Scraping historical data from Yahoo Finance with Python

as some of you probably know by now, it seems that Yahoo! Finance has discontinued its API for stock market data. While I am aware of the existence of the fix-yahoo-finance solution, I was trying to implement a more stable solution to my code by directly scraping historical data from Yahoo.

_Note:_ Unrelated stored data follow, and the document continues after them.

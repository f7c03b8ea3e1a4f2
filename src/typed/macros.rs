/// Implement [`Row`](crate::typed::Row) by listing fields in selected-column order.
///
/// ```rust
/// use typed_dao::impl_row;
///
/// #[derive(Debug, Default)]
/// struct User {
///     id: i64,
///     nickname: String,
///     bio: Option<String>,
/// }
///
/// impl_row!(User { id, nickname, bio });
/// ```
#[macro_export]
macro_rules! impl_row {
    ($ty:ty { $($field:ident),+ $(,)? }) => {
        impl $crate::typed::Row for $ty {
            fn ptr_fields(&mut self) -> ::std::vec::Vec<&mut dyn $crate::typed::ScanTarget> {
                ::std::vec![$(&mut self.$field as &mut dyn $crate::typed::ScanTarget),+]
            }
        }
    };
}

/// Let a single-field tuple struct act as a [`Column`](crate::typed::Column) by delegating to
/// the wrapped scalar. The wrapper must implement `Default`.
///
/// ```rust
/// use typed_dao::column_newtype;
///
/// #[derive(Debug, Default, Clone, Copy, PartialEq)]
/// pub struct UserId(pub i64);
///
/// column_newtype!(UserId => i64);
/// ```
#[macro_export]
macro_rules! column_newtype {
    ($name:ident => $inner:ty) => {
        impl $crate::typed::FromValue for $name {
            const TARGET: &'static str = ::std::stringify!($name);

            fn from_value(
                value: $crate::RowValues,
                index: usize,
            ) -> ::std::result::Result<Self, $crate::ScanError> {
                <$inner as $crate::typed::FromValue>::from_value(value, index).map($name)
            }
        }

        impl $crate::typed::ToValue for $name {
            fn to_value(&self) -> $crate::RowValues {
                <$inner as $crate::typed::ToValue>::to_value(&self.0)
            }
        }

        impl $crate::typed::Column for $name {}
    };
}
use std::pin::Pin;
use std::sync::Arc;
use std::task::{Context, Poll};

use futures_util::stream::{self, BoxStream, Stream, StreamExt, TryStreamExt};
use tracing::{debug, trace};

use crate::context::QueryContext;
use crate::error::{DaoError, ScanError};
use crate::executor::{Executor, RowCursor};
use crate::typed::{Column, Row, scan_column, scan_row};
use crate::types::RowValues;

type Decode<T> = fn(Vec<RowValues>) -> Result<T, ScanError>;

/// Lazy, single-pass sequence of decoded rows.
///
/// Nothing is executed until the first poll, which opens the cursor. Each further poll pulls
/// exactly one row. The stream ends after the last row, or right after yielding the first
/// error. Dropping it early releases the cursor and its connection.
pub struct RowStream<'a, T> {
    inner: BoxStream<'a, Result<T, DaoError>>,
}

impl<T> RowStream<'_, T> {
    /// Drain the stream into a `Vec`, stopping at the first error.
    ///
    /// # Errors
    /// Returns the first [`DaoError`] the stream yields.
    pub async fn try_collect_vec(self) -> Result<Vec<T>, DaoError> {
        self.try_collect().await
    }
}

impl<T> Stream for RowStream<'_, T> {
    type Item = Result<T, DaoError>;

    fn poll_next(mut self: Pin<&mut Self>, cx: &mut Context<'_>) -> Poll<Option<Self::Item>> {
        self.inner.poll_next_unpin(cx)
    }
}

impl<T> std::fmt::Debug for RowStream<'_, T> {
    fn fmt(&self, f: &mut std::fmt::Formatter<'_>) -> std::fmt::Result {
        f.debug_struct("RowStream").finish_non_exhaustive()
    }
}

/// Stream every row of `query` as `T`.
#[must_use = "streams do nothing unless polled"]
pub fn find_rows<'a, T: Row>(
    db: &'a dyn Executor,
    ctx: &QueryContext,
    query: &str,
    args: &[RowValues],
) -> RowStream<'a, T> {
    lazy_stream("dao::find_rows", db, ctx, query, args, scan_row::<T>)
}

/// Stream the single selected column of every row of `query` as `S`.
#[must_use = "streams do nothing unless polled"]
pub fn find_columns<'a, S: Column>(
    db: &'a dyn Executor,
    ctx: &QueryContext,
    query: &str,
    args: &[RowValues],
) -> RowStream<'a, S> {
    lazy_stream("dao::find_columns", db, ctx, query, args, scan_column::<S>)
}

enum State<'a> {
    Pending {
        db: &'a dyn Executor,
        ctx: QueryContext,
        args: Vec<RowValues>,
    },
    Open(Box<dyn RowCursor>),
    Done,
}

fn lazy_stream<'a, T: Send + 'static>(
    op: &'static str,
    db: &'a dyn Executor,
    ctx: &QueryContext,
    query: &str,
    args: &[RowValues],
    decode: Decode<T>,
) -> RowStream<'a, T> {
    let query: Arc<str> = Arc::from(query);
    let state = State::Pending {
        db,
        ctx: ctx.clone(),
        args: args.to_vec(),
    };
    let inner = stream::unfold(state, move |state| {
        let query = Arc::clone(&query);
        async move { step(op, &query, state, decode).await }
    })
    .fuse()
    .boxed();
    RowStream { inner }
}

async fn step<'a, T>(
    op: &'static str,
    query: &str,
    state: State<'a>,
    decode: Decode<T>,
) -> Option<(Result<T, DaoError>, State<'a>)> {
    let mut cursor = match state {
        State::Done => return None,
        State::Open(cursor) => cursor,
        State::Pending { db, ctx, args } => {
            debug!(query, args = args.len(), "{}", op);
            match db.query(&ctx, query, &args).await {
                Ok(cursor) => cursor,
                Err(err) => return Some((Err(DaoError::execution(op, query, err)), State::Done)),
            }
        }
    };

    match cursor.next_row().await {
        Ok(Some(values)) => match decode(values) {
            Ok(item) => Some((Ok(item), State::Open(cursor))),
            Err(err) => {
                cursor.close();
                Some((Err(DaoError::scan(op, query, err)), State::Done))
            }
        },
        Ok(None) => {
            trace!(query, "{} exhausted", op);
            cursor.close();
            None
        }
        Err(err) => {
            cursor.close();
            Some((Err(DaoError::cursor_fault(op, query, err)), State::Done))
        }
    }
}

#[cfg(test)]
mod tests {
    use std::collections::VecDeque;
    use std::sync::Mutex;
    use std::sync::atomic::{AtomicUsize, Ordering};

    use async_trait::async_trait;

    use super::*;
    use crate::error::DbError;
    use crate::executor::ExecOutcome;

    /// Scripted substrate: every `query` replays the same steps and counts opens/closes.
    struct Scripted {
        steps: Mutex<Vec<Step>>,
        open_error: bool,
        opened: Arc<AtomicUsize>,
        closed: Arc<AtomicUsize>,
    }

    #[derive(Clone)]
    enum Step {
        Row(Vec<RowValues>),
        Fault,
    }

    struct ScriptedCursor {
        steps: VecDeque<Step>,
        closed: Arc<AtomicUsize>,
        released: bool,
    }

    impl Scripted {
        fn new(steps: Vec<Step>) -> Self {
            Self {
                steps: Mutex::new(steps),
                open_error: false,
                opened: Arc::new(AtomicUsize::new(0)),
                closed: Arc::new(AtomicUsize::new(0)),
            }
        }
    }

    #[async_trait]
    impl RowCursor for ScriptedCursor {
        async fn next_row(&mut self) -> Result<Option<Vec<RowValues>>, DbError> {
            match self.steps.pop_front() {
                Some(Step::Row(values)) => Ok(Some(values)),
                Some(Step::Fault) => Err(DbError::ConnectionError("lost".into())),
                None => Ok(None),
            }
        }

        fn close(&mut self) {
            if !self.released {
                self.released = true;
                self.closed.fetch_add(1, Ordering::SeqCst);
            }
        }
    }

    impl Drop for ScriptedCursor {
        fn drop(&mut self) {
            self.close();
        }
    }

    #[async_trait]
    impl Executor for Scripted {
        async fn execute(
            &self,
            _ctx: &QueryContext,
            _query: &str,
            _params: &[RowValues],
        ) -> Result<ExecOutcome, DbError> {
            Ok(ExecOutcome::default())
        }

        async fn query(
            &self,
            _ctx: &QueryContext,
            _query: &str,
            _params: &[RowValues],
        ) -> Result<Box<dyn RowCursor>, DbError> {
            if self.open_error {
                return Err(DbError::ConnectionError("refused".into()));
            }
            self.opened.fetch_add(1, Ordering::SeqCst);
            let steps = self.steps.lock().expect("steps").clone();
            Ok(Box::new(ScriptedCursor {
                steps: steps.into(),
                closed: Arc::clone(&self.closed),
                released: false,
            }))
        }
    }

    fn ints(values: &[i64]) -> Vec<Step> {
        values
            .iter()
            .map(|v| Step::Row(vec![RowValues::Int(*v)]))
            .collect()
    }

    #[tokio::test]
    async fn nothing_runs_until_first_poll() {
        let db = Scripted::new(ints(&[1, 2]));
        let ctx = QueryContext::background();
        let mut stream = find_columns::<i64>(&db, &ctx, "q", &[]);
        assert_eq!(db.opened.load(Ordering::SeqCst), 0);
        assert_eq!(stream.next().await.map(Result::ok), Some(Some(1)));
        assert_eq!(db.opened.load(Ordering::SeqCst), 1);
    }

    #[tokio::test]
    async fn yields_rows_in_order_then_releases() {
        let db = Scripted::new(ints(&[3, 1, 2]));
        let ctx = QueryContext::background();
        let got = find_columns::<i64>(&db, &ctx, "q", &[])
            .try_collect_vec()
            .await
            .expect("collect");
        assert_eq!(got, vec![3, 1, 2]);
        assert_eq!(db.closed.load(Ordering::SeqCst), 1);
    }

    #[tokio::test]
    async fn empty_result_is_an_empty_stream() {
        let db = Scripted::new(Vec::new());
        let ctx = QueryContext::background();
        let mut stream = find_columns::<i64>(&db, &ctx, "q", &[]);
        assert!(stream.next().await.is_none());
        assert!(stream.next().await.is_none());
        assert_eq!(db.closed.load(Ordering::SeqCst), 1);
    }

    #[tokio::test]
    async fn open_failure_yields_exactly_one_error() {
        let mut db = Scripted::new(ints(&[1]));
        db.open_error = true;
        let ctx = QueryContext::background();
        let items: Vec<_> = find_columns::<i64>(&db, &ctx, "SELECT broken", &[])
            .collect()
            .await;
        assert_eq!(items.len(), 1);
        match &items[0] {
            Err(DaoError::Execution { op, query, .. }) => {
                assert_eq!(*op, "dao::find_columns");
                assert_eq!(query, "SELECT broken");
            }
            other => panic!("unexpected item: {other:?}"),
        }
    }

    #[tokio::test]
    async fn scan_failure_stops_iteration() {
        let db = Scripted::new(vec![
            Step::Row(vec![RowValues::Int(1)]),
            Step::Row(vec![RowValues::Text("x".into())]),
            Step::Row(vec![RowValues::Int(3)]),
        ]);
        let ctx = QueryContext::background();
        let items: Vec<_> = find_columns::<i64>(&db, &ctx, "q", &[]).collect().await;
        assert_eq!(items.len(), 2);
        assert!(matches!(items[0], Ok(1)));
        assert!(matches!(items[1], Err(DaoError::Scan { .. })));
        assert_eq!(db.closed.load(Ordering::SeqCst), 1);
    }

    #[tokio::test]
    async fn trailing_fault_follows_good_rows() {
        let mut steps = ints(&[1, 2]);
        steps.push(Step::Fault);
        let db = Scripted::new(steps);
        let ctx = QueryContext::background();
        let items: Vec<_> = find_columns::<i64>(&db, &ctx, "q", &[]).collect().await;
        assert_eq!(items.len(), 3);
        assert!(matches!(items[0], Ok(1)));
        assert!(matches!(items[1], Ok(2)));
        assert!(matches!(items[2], Err(DaoError::CursorFault { .. })));
    }

    #[tokio::test]
    async fn early_drop_closes_cursor() {
        let db = Scripted::new(ints(&[1, 2, 3]));
        let ctx = QueryContext::background();
        let mut stream = find_columns::<i64>(&db, &ctx, "q", &[]);
        assert!(matches!(stream.next().await, Some(Ok(1))));
        assert_eq!(db.closed.load(Ordering::SeqCst), 0);
        drop(stream);
        assert_eq!(db.closed.load(Ordering::SeqCst), 1);
    }

    #[tokio::test]
    async fn each_call_is_a_fresh_execution() {
        let db = Scripted::new(ints(&[1]));
        let ctx = QueryContext::background();
        for _ in 0..2 {
            let got = find_columns::<i64>(&db, &ctx, "q", &[])
                .try_collect_vec()
                .await
                .expect("collect");
            assert_eq!(got, vec![1]);
        }
        assert_eq!(db.opened.load(Ordering::SeqCst), 2);
    }
}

So here is what I have for the moment:

import requests
from bs4 import BeautifulSoup

page = requests.get("https://finance.yahoo.com/quote/AAPL/history?period1=345423600&period2=1495922400&interval=1d&filter=history&frequency=1d")
soup = BeautifulSoup(page.content, 'html.parser')
soup
print(soup.prettify())

To get the data from Yahoo table I can do:

c=soup.find_all('tbody')
print(c)

My question is, how do I turn "c" into a nicer dataframe? Thanks!

Solution

I wrote this to get historical data from YF directly from the download csv link. It needs to make two requests, one to get the cookie and the crumb and another one to get the data. It returns a pandas dataframe

import re
from io import StringIO
from datetime import datetime, timedelta

import requests
import pandas as pd


class YahooFinanceHistory:
    timeout = 2
    crumb_link = 'https://finance.yahoo.com/quote/{0}/history?p={0}'
    crumble_regex = r'CrumbStore":{"crumb":"(.*?)"}'
    quote_link = 'https://query1.finance.yahoo.com/v7/finance/download/{quote}?period1={dfrom}&period2={dto}&interval=1d&events=history&crumb={crumb}'

    def __init__(self, symbol, days_back=7):
        self.symbol = symbol
        self.session = requests.Session()
        self.dt = timedelta(days=days_back)

    def get_crumb(self):
        response = self.session.get(self.crumb_link.format(self.symbol), timeout=self.timeout)
        response.raise_for_status()
        match = re.search(self.crumble_regex, response.text)
        if not match:
            raise ValueError('Could not get crumb from Yahoo Finance')
        else:
            self.crumb = match.group(1)

    def get_quote(self):
        if not hasattr(self, 'crumb') or len(self.session.cookies) == 0:
            self.get_crumb()
        now = datetime.utcnow()
        dateto = int(now.timestamp())
        datefrom = int((now - self.dt).timestamp())
        url = self.quote_link.format(quote=self.symbol, dfrom=datefrom, dto=dateto, crumb=self.crumb)
        response = self.session.get(url)
        response.raise_for_status()
        return pd.read_csv(StringIO(response.text), parse_dates=['Date'])

You can use it like this:

df = YahooFinanceHistory('AAPL', days_back=30).get_quote()